Мэтр Истран возмущенно фыркнул, выражая свое отношение к последней версии. Мэтресса Морриган невесело усмехнулась.
– Посмотрим, что скажут о вас через триста лет…
– Не сомневаюсь, вы посмотрите, – согласился король. – И искренне желаю вам дожить до этой знаменательной даты. Но все же…

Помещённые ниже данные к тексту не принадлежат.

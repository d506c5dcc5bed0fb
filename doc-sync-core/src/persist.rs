//! Destination tree mutations. Every function creates missing parent directories
//! and reports failures as [`JobError::Io`] carrying the offending path.

use std::io::Write;
use std::path::{Path, PathBuf};

use tracing::{debug, warn};

use crate::error::JobError;

async fn ensure_parent(path: &Path) -> Result<(), JobError> {
    if let Some(parent) = path.parent().filter(|p| !p.as_os_str().is_empty()) {
        tokio::fs::create_dir_all(parent)
            .await
            .map_err(|e| JobError::io("create directory for", parent, e))?;
    }
    Ok(())
}

/// Replaces `path` with `content` through a temporary sibling file, so readers
/// never observe a half-written file.
pub async fn write_atomic(path: &Path, content: Vec<u8>) -> Result<(), JobError> {
    ensure_parent(path).await?;
    let target: PathBuf = path.to_path_buf();
    let len = content.len();
    tokio::task::spawn_blocking(move || -> std::io::Result<()> {
        let dir = target.parent().filter(|p| !p.as_os_str().is_empty()).unwrap_or(Path::new("."));
        let mut tmp = tempfile::NamedTempFile::new_in(dir)?;
        tmp.write_all(&content)?;
        tmp.as_file().sync_all()?;
        tmp.persist(&target).map_err(|e| e.error)?;
        Ok(())
    })
    .await
    .map_err(|e| JobError::io("write", path, std::io::Error::new(std::io::ErrorKind::Other, e)))?
    .map_err(|e| JobError::io("write", path, e))?;
    debug!(path = %path.display(), bytes = len, "Wrote file");
    Ok(())
}

/// Deletes `path`. A file that is already gone counts as removed.
pub async fn remove_idempotent(path: &Path) -> Result<(), JobError> {
    match tokio::fs::remove_file(path).await {
        Ok(()) => {
            debug!(path = %path.display(), "Removed file");
            Ok(())
        }
        Err(e) if e.kind() == std::io::ErrorKind::NotFound => {
            warn!(path = %path.display(), "File to remove was already absent");
            Ok(())
        }
        Err(e) => Err(JobError::io("remove", path, e)),
    }
}

pub async fn move_file(from: &Path, to: &Path) -> Result<(), JobError> {
    ensure_parent(to).await?;
    tokio::fs::rename(from, to)
        .await
        .map_err(|e| JobError::io("move", from, e))?;
    debug!(from = %from.display(), to = %to.display(), "Moved file");
    Ok(())
}

pub async fn copy_file(from: &Path, to: &Path) -> Result<(), JobError> {
    let content = tokio::fs::read(from)
        .await
        .map_err(|e| JobError::io("read", from, e))?;
    write_atomic(to, content).await
}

– Мой брат был нервным и впечатлительным мальчиком, – вдруг без всякого вступления заговорила волшебница, даже не дав ему закончить фразу. – И ужасным трусом. Этот неприятный факт уже потерялся в веках, так как Скаррон тщательно скрывал свои слабости и мало кто знал о них. Но в семье потомственных некромантов скрыть нездоровый страх перед смертью было невозможно.
– Именно перед смертью?
– Да. Больше всего на свете мой брат боялся смерти. Он видел ее с раннего детства, так как в те времена некромантия еще не была запрещена законом и в нашей семье практически не было живых слуг. К тому же по семейной традиции детей приобщали именно к этой школе, а с какого возраста принято начинать обучение мага – вы сами, наверное, догадываетесь. Особенно если родители тоже маги и могут разглядеть способности потомка чуть ли не с его рождения. В семье были свои правила, свой уклад, и хладнокровное, деловое отношение к смерти было его неотъемлемой частью. Некромант должен иметь крепкие нервы и забыть страх и брезгливость, чтобы эффективно работать с материалом. Так нас воспитывали родители, прививая нам необходимые свойства характера и навыки. Но Скаррон… он оказался полнейшим выродком в семье. Он был абсолютно непригоден для фамильной школы, и для всех было бы лучше, если бы его отдали в ученики к элементалисту или призывателю. Но мать умерла очень рано, мачехе было наплевать, а отец уперся и задался целью «сделать из этого хлюпика настоящего мага». Так часто бывает – мужчина видит в сыне достойного продолжателя самого себя и ожидает от него большего, чем тот способен дать. А признать, что сын трус и слабак, – жесточайший удар по самолюбию. И тянут такие отцы своих несчастных детей буквально за уши, выжимают из них ожидаемые успехи, не замечая, как калечат душу и разум… Вы спрашиваете, был ли Скаррон безумен? Я не проверяла, но после такого детства – вполне мог бы стать. Он боялся. С самого детства боялся того, чем по семейной традиции должен был заниматься. Бледнел от страха при виде мертвецов, не мог без дрожи входить в лабораторию и постоянно думал о том, что тоже когда-нибудь умрет. Наставники осыпали его упреками, отец ругался, что сын позорит семью, и никто так и не понял, что проще было отдать его в какую-нибудь другую школу, чем научить хладнокровию и презрению к смерти. Магии его все же научили. И медведя можно научить плясать. А сделать труса смелым, каждый день насильно сталкивая с тем, чего он больше всего боится, – это весьма и весьма сомнительная теория. С более крепкими людьми – работает. А слабый в такой обстановке погибнет или сойдет с ума. Слухи о безумии Скаррона возникли не на пустом месте. За годы обучения он научился хорошо скрывать свой страх и обрел заветную мечту, больше похожую на манию. Он всерьез озаботился вопросом бессмертия.
Вы скажете, многие маги в определенный период жизни уделяют этому вопросу некоторое внимание. Но для Скаррона это был вопрос номер один, самое главное, высшая цель, ради которой он был готов на все. Что угодно, только бы не умереть. И вопрос был далеко не теоретическим. Он искал именно практический способ обрести бессмертие, вечную молодость и неуязвимость.
– Нашел? – кратко поинтересовался Шеллар.
– Представьте себе, да. К тому моменту, когда его поиски увенчались успехом, Скаррон успел нажить себе репутацию отпетого злодея, так как на пути к цели не брезговал ничем. Кражи артефактов и опыты на живых людях – это только самые известные из его преступлений.